Find closed form of sum of fraction of binomial coefficients

Question

can somebody give me a hint for this exercise, where I have to find the specific closed form?

$\sum_{k=0}^m \frac{\binom{m}{k}}{\binom{n}{k}}, m,n\in\mathbb{N}$ and $m\leq n$

What I have done so far:

$\sum_{k=0}^m \frac{\binom{m}{k}}{\binom{n}{k}} = \sum_{k=0}^m \frac{\frac{m!}{(m-k)!\cdot k!}}{\frac{n!}{(n-k)!\cdot k!}} = \sum_{k=0}^m \frac{m!}{n!}\cdot \frac{(n-k)!}{(m-k)!} = \frac{m!}{n!}\cdot \sum_{k=0}^m \frac{(n-k)!}{(m-k)!}$

Look at example 1: $n=8, m=5$

$\frac{5!}{8!}\cdot(\frac{8!}{5!} + \frac{7!}{4!} +\frac{6!}{3!} +\frac{5!}{2!} + \frac{4!}{1!} +\frac{3!}{0!}) = \\\frac{5!}{8!} \cdot (8\cdot7\cdot6+7\cdot6\cdot5+6\cdot5\cdot4+5\cdot4\cdot3+4\cdot3\cdot2+3\cdot2\cdot1) = \\ \frac{5!}{8!} \cdot (336+210+120+60+24+6) = \frac{5!}{8!}\cdot 756 = 2.25$

I can't find a pattern.

Edit 1: Maybe there is an approach with recursion.

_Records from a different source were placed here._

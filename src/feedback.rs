use serde::{Deserialize, Serialize};

use crate::error::Result;
use crate::storage::Database;

pub const FEEDBACK_COLLECTION: &str = "feedback";

/// Free-text user feedback. Append-only.
#[derive(Debug, Clone, PartialEq, Serialize, Deserialize)]
pub struct FeedbackRecord {
    pub feedback: String,
}

pub async fn record_feedback(db: &Database, feedback: &str) -> Result<()> {
    db.insert_one(
        FEEDBACK_COLLECTION,
        &FeedbackRecord {
            feedback: feedback.to_string(),
        },
    )
    .await
}
use rusqlite::{params, params_from_iter, Connection, OptionalExtension};

// ── Documents ──────────────────────────────────────────────────────

pub fn insert_document(
    conn: &Connection,
    collection: &str,
    body: &str,
) -> Result<i64, rusqlite::Error> {
    conn.execute(
        "INSERT INTO documents (collection, body, created_at)
         VALUES (?1, ?2, datetime('now'))",
        params![collection, body],
    )?;
    Ok(conn.last_insert_rowid())
}

/// Find the first document in `collection` whose fields equal every field of
/// `query` (a JSON object). `newest_first` flips the scan order.
///
/// Each query field must agree on both `json_type` and `json_extract`, so
/// `true` never matches `1` and `"1"` never matches `1`. Nested values
/// compare by their JSON text.
pub fn find_document(
    conn: &Connection,
    collection: &str,
    query: &serde_json::Map<String, serde_json::Value>,
    newest_first: bool,
) -> Result<Option<String>, rusqlite::Error> {
    let mut sql = String::from("SELECT body FROM documents WHERE collection = ?1");
    let mut args: Vec<String> = vec![collection.to_string()];
    // ?2 is only bound when some clause refers to it.
    if !query.is_empty() {
        args.push(serde_json::Value::Object(query.clone()).to_string());
    }
    for key in query.keys() {
        args.push(json_path(key));
        let n = args.len();
        sql.push_str(&format!(
            " AND json_type(body, ?{n}) IS json_type(?2, ?{n}) \
             AND json_extract(body, ?{n}) IS json_extract(?2, ?{n})"
        ));
    }
    sql.push_str(if newest_first {
        " ORDER BY id DESC LIMIT 1"
    } else {
        " ORDER BY id ASC LIMIT 1"
    });

    conn.query_row(&sql, params_from_iter(args.iter()), |row| row.get(0))
        .optional()
}

pub fn count_documents(conn: &Connection, collection: &str) -> Result<i64, rusqlite::Error> {
    conn.query_row(
        "SELECT COUNT(*) FROM documents WHERE collection = ?1",
        params![collection],
        |row| row.get(0),
    )
}

/// Quote a top-level key as a JSON path so dots and spaces in field names
/// are not treated as path separators.
fn json_path(key: &str) -> String {
    format!("$.\"{}\"", key.replace('\\', "\\\\").replace('"', "\\\""))
}

// ── App Config ─────────────────────────────────────────────────────

pub fn get_config(conn: &Connection, key: &str) -> Result<Option<String>, rusqlite::Error> {
    conn.query_row(
        "SELECT value FROM app_config WHERE key = ?1",
        params![key],
        |row| row.get(0),
    )
    .optional()
}

pub fn set_config(conn: &Connection, key: &str, value: &str) -> Result<(), rusqlite::Error> {
    conn.execute(
        "INSERT OR REPLACE INTO app_config (key, value, updated_at)
         VALUES (?1, ?2, datetime('now'))",
        params![key, value],
    )?;
    Ok(())
}

pub fn list_config(conn: &Connection) -> Result<Vec<(String, String)>, rusqlite::Error> {
    let mut stmt = conn.prepare("SELECT key, value FROM app_config ORDER BY key")?;
    let rows = stmt.query_map([], |row| Ok((row.get(0)?, row.get(1)?)))?;
    rows.collect()
}
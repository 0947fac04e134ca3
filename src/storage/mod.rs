pub mod documents;
pub mod repository;

use rusqlite_migration::{Migrations, M};

use crate::error::{Error, Result};

/// Document store handle. Inserts go through `writer`, lookups through
/// `reader`; on disk both point at the same WAL-mode SQLite file, so a slow
/// insert never stalls a cache lookup.
#[derive(Clone)]
pub struct Database {
    writer: tokio_rusqlite::Connection,
    reader: tokio_rusqlite::Connection,
}

impl Database {
    /// Open the database at the default path (`~/.socialai/socialai.db`).
    pub async fn open() -> Result<Self> {
        let dir = dirs::home_dir()
            .ok_or_else(|| Error::Config("cannot determine home directory".into()))?
            .join(".socialai");
        std::fs::create_dir_all(&dir).map_err(|e| Error::Config(e.to_string()))?;
        Self::open_at(dir.join("socialai.db")).await
    }

    /// Open (creating and migrating if needed) the store file at `path`.
    pub async fn open_at(path: impl AsRef<std::path::Path>) -> Result<Self> {
        let path = path.as_ref().to_path_buf();
        log::debug!("Opening store at {}", path.display());

        let writer = tokio_rusqlite::Connection::open(&path).await?;
        Self::init_writer(&writer).await?;

        let reader = tokio_rusqlite::Connection::open(&path).await?;
        Self::init_reader(&reader).await?;

        Ok(Self { writer, reader })
    }

    /// Throwaway store used by tests.
    pub async fn open_memory() -> Result<Self> {
        let writer = tokio_rusqlite::Connection::open_in_memory().await?;
        Self::init_writer(&writer).await?;

        // A second in-memory connection would see an empty database.
        Ok(Self {
            reader: writer.clone(),
            writer,
        })
    }

    async fn init_writer(conn: &tokio_rusqlite::Connection) -> Result<()> {
        conn.call(|conn| {
            conn.execute_batch(
                "PRAGMA journal_mode=WAL;\
                 PRAGMA busy_timeout=5000;",
            )
            .map_err(|e| e.to_string())?;
            migrations().to_latest(conn).map_err(|e| e.to_string())?;
            Ok::<(), String>(())
        })
        .await
        .map_err(|e| Error::Migration(e.to_string()))
    }

    async fn init_reader(conn: &tokio_rusqlite::Connection) -> Result<()> {
        conn.call(|conn| {
            conn.execute_batch(
                "PRAGMA journal_mode=WAL;\
                 PRAGMA busy_timeout=5000;",
            )?;
            Ok::<(), rusqlite::Error>(())
        })
        .await?;
        Ok(())
    }

    /// Connection for inserts and config writes.
    pub fn writer(&self) -> &tokio_rusqlite::Connection {
        &self.writer
    }

    /// Connection for lookups.
    pub fn reader(&self) -> &tokio_rusqlite::Connection {
        &self.reader
    }
}

fn migrations() -> Migrations<'static> {
    Migrations::new(vec![M::up(include_str!("migrations/001_initial.sql"))])
}
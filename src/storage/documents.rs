use serde::de::DeserializeOwned;
use serde::Serialize;

use super::repository;
use super::Database;
use crate::error::{Error, Result};

/// Collection-oriented document operations on top of the `documents` table.
impl Database {
    /// Append `document` (which must serialize to a JSON object) to `collection`.
    pub async fn insert_one<T: Serialize + ?Sized>(
        &self,
        collection: &str,
        document: &T,
    ) -> Result<()> {
        let value = serde_json::to_value(document)?;
        if !value.is_object() {
            return Err(Error::Other(format!(
                "documents must be JSON objects, got {value}"
            )));
        }
        let body = value.to_string();
        let collection = collection.to_string();

        let id = self
            .writer()
            .call(move |conn| repository::insert_document(conn, &collection, &body))
            .await?;
        log::debug!("Inserted document {id}");
        Ok(())
    }

    /// First stored document matching every field of `query`, oldest first.
    pub async fn find_one<T: DeserializeOwned>(
        &self,
        collection: &str,
        query: &serde_json::Value,
    ) -> Result<Option<T>> {
        self.find(collection, query, false).await
    }

    /// Most recently stored document matching every field of `query`.
    pub async fn find_latest<T: DeserializeOwned>(
        &self,
        collection: &str,
        query: &serde_json::Value,
    ) -> Result<Option<T>> {
        self.find(collection, query, true).await
    }

    pub async fn count(&self, collection: &str) -> Result<u64> {
        let collection = collection.to_string();
        let n = self
            .reader()
            .call(move |conn| repository::count_documents(conn, &collection))
            .await?;
        Ok(n as u64)
    }

    async fn find<T: DeserializeOwned>(
        &self,
        collection: &str,
        query: &serde_json::Value,
        newest_first: bool,
    ) -> Result<Option<T>> {
        let query = query
            .as_object()
            .cloned()
            .ok_or_else(|| Error::Other(format!("query must be a JSON object, got {query}")))?;
        let collection = collection.to_string();

        let body: Option<String> = self
            .reader()
            .call(move |conn| repository::find_document(conn, &collection, &query, newest_first))
            .await?;

        match body {
            Some(b) => Ok(Some(serde_json::from_str(&b)?)),
            None => Ok(None),
        }
    }
}
// Log sink for gpio-shutdown: stdout plus a size-rotated local file
// SPDX-License-Identifier: GPL-3.0-or-later

use std::fmt;
use std::fs::{self, File, OpenOptions};
use std::io::{self, Write};
use std::path::{Path, PathBuf};
use std::sync::Mutex;

use chrono::Local;
use thiserror::Error;

#[derive(Error, Debug)]
pub enum LogError {
    #[error("Cannot open log file {0}: {1}")]
    Open(PathBuf, io::Error),
}

pub type Result<T> = std::result::Result<T, LogError>;

#[derive(Debug, Clone, Copy, PartialEq, Eq)]
pub enum Level {
    Debug,
    Info,
    Warn,
    Error,
}

impl fmt::Display for Level {
    fn fmt(&self, f: &mut fmt::Formatter<'_>) -> fmt::Result {
        f.write_str(match self {
            Level::Debug => "DEBUG",
            Level::Info => "INFO",
            Level::Warn => "WARN",
            Level::Error => "ERRO",
        })
    }
}

/// Append-only log file that rolls over to `<path>.1 .. <path>.<keep>`
/// once it would grow past `max_size` bytes.
#[derive(Debug)]
pub struct RollingFile {
    path: PathBuf,
    max_size: u64,
    keep: u32,
    file: File,
    size: u64,
}

impl RollingFile {
    pub fn open<P: AsRef<Path>>(path: P, max_size: u64, keep: u32) -> Result<Self> {
        let path = path.as_ref().to_path_buf();
        if let Some(parent) = path.parent().filter(|p| !p.as_os_str().is_empty()) {
            fs::create_dir_all(parent).map_err(|e| LogError::Open(path.clone(), e))?;
        }
        let file = Self::open_append(&path)?;
        let size = file.metadata().map(|m| m.len()).unwrap_or(0);

        Ok(Self {
            path,
            max_size,
            keep,
            file,
            size,
        })
    }

    fn open_append(path: &Path) -> Result<File> {
        OpenOptions::new()
            .create(true)
            .append(true)
            .open(path)
            .map_err(|e| LogError::Open(path.to_path_buf(), e))
    }

    fn backup_path(&self, index: u32) -> PathBuf {
        let mut name = self.path.as_os_str().to_owned();
        name.push(format!(".{}", index));
        PathBuf::from(name)
    }

    /// Shift backups up by one and start a fresh file
    fn rotate(&mut self) -> io::Result<()> {
        self.file.flush()?;

        if self.keep == 0 {
            fs::remove_file(&self.path)?;
        } else {
            let _ = fs::remove_file(self.backup_path(self.keep));
            for index in (1..self.keep).rev() {
                let from = self.backup_path(index);
                if from.exists() {
                    fs::rename(&from, self.backup_path(index + 1))?;
                }
            }
            fs::rename(&self.path, self.backup_path(1))?;
        }

        self.file = Self::open_append(&self.path).map_err(|e| match e {
            LogError::Open(_, err) => err,
        })?;
        self.size = 0;
        Ok(())
    }

    pub fn write_line(&mut self, line: &str) -> io::Result<()> {
        let len = line.len() as u64;
        if self.size > 0 && self.size + len > self.max_size {
            self.rotate()?;
        }
        self.file.write_all(line.as_bytes())?;
        self.size += len;
        Ok(())
    }
}

static SINK: Mutex<Option<RollingFile>> = Mutex::new(None);

/// Start mirroring log records into `path`
pub fn init<P: AsRef<Path>>(path: P, max_size: u64, keep: u32) -> Result<()> {
    let file = RollingFile::open(path, max_size, keep)?;
    if let Ok(mut sink) = SINK.lock() {
        *sink = Some(file);
    }
    Ok(())
}

/// Format a record the way it appears on stdout and in the file
pub fn format_record(level: Level, message: &str) -> String {
    format!(
        "{} {}: {}\n",
        Local::now().format("%Y-%m-%dT%H:%M:%S%.3f%:z"),
        level,
        message
    )
}

pub fn log(level: Level, message: &str) {
    let line = format_record(level, message);

    let _ = io::stdout().lock().write_all(line.as_bytes());

    if let Ok(mut sink) = SINK.lock() {
        if let Some(file) = sink.as_mut() {
            if let Err(e) = file.write_line(&line) {
                // Keep logging to stdout; a broken file must not take the monitor down
                let _ = writeln!(io::stderr(), "WARN: log file disabled: {}", e);
                *sink = None;
            }
        }
    }
}

#[cfg(test)]
mod tests {
    use super::*;

    #[test]
    fn test_format_record_has_timestamp_and_level() {
        let line = format_record(Level::Warn, "pin 3 read failed");
        assert!(line.ends_with(" WARN: pin 3 read failed\n"));
        // 2026-01-01T00:00:00.000+00:00
        let stamp = line.split(' ').next().unwrap();
        assert!(chrono::DateTime::parse_from_rfc3339(stamp).is_ok());
    }

    #[test]
    fn test_rolling_file_rotates_and_keeps_backups() {
        let dir = tempfile::tempdir().unwrap();
        let path = dir.path().join("monitor.log");
        let mut file = RollingFile::open(&path, 10, 2).unwrap();

        file.write_line("aaaaaaaa\n").unwrap();
        file.write_line("bbbbbbbb\n").unwrap();
        file.write_line("cccccccc\n").unwrap();
        file.write_line("dddddddd\n").unwrap();

        assert_eq!(fs::read_to_string(&path).unwrap(), "dddddddd\n");
        assert_eq!(
            fs::read_to_string(dir.path().join("monitor.log.1")).unwrap(),
            "cccccccc\n"
        );
        assert_eq!(
            fs::read_to_string(dir.path().join("monitor.log.2")).unwrap(),
            "bbbbbbbb\n"
        );
        assert!(!dir.path().join("monitor.log.3").exists());
    }

    #[test]
    fn test_rolling_file_appends_to_existing() {
        let dir = tempfile::tempdir().unwrap();
        let path = dir.path().join("nested").join("monitor.log");
        {
            let mut file = RollingFile::open(&path, 1024, 3).unwrap();
            file.write_line("first\n").unwrap();
        }
        let mut file = RollingFile::open(&path, 1024, 3).unwrap();
        file.write_line("second\n").unwrap();
        assert_eq!(fs::read_to_string(&path).unwrap(), "first\nsecond\n");
    }

    #[test]
    fn test_rolling_file_without_backups_truncates() {
        let dir = tempfile::tempdir().unwrap();
        let path = dir.path().join("monitor.log");
        let mut file = RollingFile::open(&path, 4, 0).unwrap();
        file.write_line("one\n").unwrap();
        file.write_line("two\n").unwrap();
        assert_eq!(fs::read_to_string(&path).unwrap(), "two\n");
        assert!(!dir.path().join("monitor.log.1").exists());
    }
}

Edit 2: Okay I found the solution.

$\sum_{k=0}^m \frac{m!}{n!}\cdot \sum_{k=0}^m \frac{(n-k)!}{(m-k)!}= \frac{m!}{n!}\cdot\frac{1}{4}\cdot t\cdot(t+1)\cdot(t+2)\cdot(t+3)$ with $t=(n-m)!$

Edit 3: This formula works well for example 1, but fails for example 2: $n=9, m=3$

$\frac{3!}{9!}\cdot(\frac{9!}{3!} + \frac{8!}{2!} +\frac{7!}{1!} +\frac{6!}{0!}) = \\\frac{3!}{9!} \cdot (9\cdot8\cdot7\cdot6\cdot5\cdot4+8\cdot7\cdot6\cdot5\cdot4\cdot3+7\cdot6\cdot5\cdot4\cdot3\cdot2+6\cdot5\cdot4\cdot3\cdot2\cdot1) = \\ \frac{3!}{9!} \cdot (60480+20160+5040+720) = \frac{3!}{9!}\cdot 86400 = 1.428$

So I have still no general solution. Can someone help?

Answer 1

With $m\le n$ we have the sum

$$\sum_{k=0}^m {m\choose k} {n\choose k}^{-1} = \sum_{k=0}^m \frac{m!}{(m-k)! k!} \frac{k! (n-k)!}{n!} \\ = \frac{m!}{n!} \sum_{k=0}^m \frac{(n-k)!}{(m-k)!} = {n\choose m}^{-1} \sum_{k=0}^m {n-k\choose m-k} \\ = {n\choose m}^{-1} \sum_{k=0}^m [z^{m-k}] (1+z)^{n-k} = {n\choose m}^{-1} [z^m] (1+z)^n \sum_{k=0}^m z^k (1+z)^{-k}.$$

We may extend $k$ beyond $m$ due to the $z^k$ term and the coefficient extractor $[z^m]$ in front, getting

$${n\choose m}^{-1} [z^m] (1+z)^n \sum_{k\ge 0} z^k (1+z)^{-k} = {n\choose m}^{-1} [z^m] (1+z)^n \frac{1}{1-z/(1+z)} \\ = {n\choose m}^{-1} [z^m] (1+z)^{n+1} = {n\choose m}^{-1} {n+1\choose m} = \frac{n+1}{n+1-m}.$$

Answer 2

Let

$$S(m,n):=\sum_{k=0}^m \frac{\binom{m}{k}}{\binom{n}{k}}$$

We are going to prove: $$S(m,n)=\frac{n+1}{n+1-m}.\tag{1}$$

Obviously (1) is valid for $m=0$ and arbitray $n\ge 0$. Further, if (1) is valid for $(m-1,n-1)$ it is valid for $(m,n)$ as well: $$ S(m,n):=1+\sum_{k=1}^m \frac{\frac mk\binom{m-1}{k-1}}{\frac nk\binom{n-1}{k-1}} =1+\frac{m}{n} S(m-1,n-1)\\ \stackrel{I.H.}{=}1+\frac{m}{n}\frac{n}{n+1-m}=\frac{n+1}{n+1-m}. $$

Thus by induction (1) is valid for arbitrary $0\le m \le n$.

Answer 3

Hint: Use the beta function \begin{align*} \binom{n}{k}^{-1}=(n+1)\int_0^1(1-x)^kx^{n-k}\,dx \end{align*}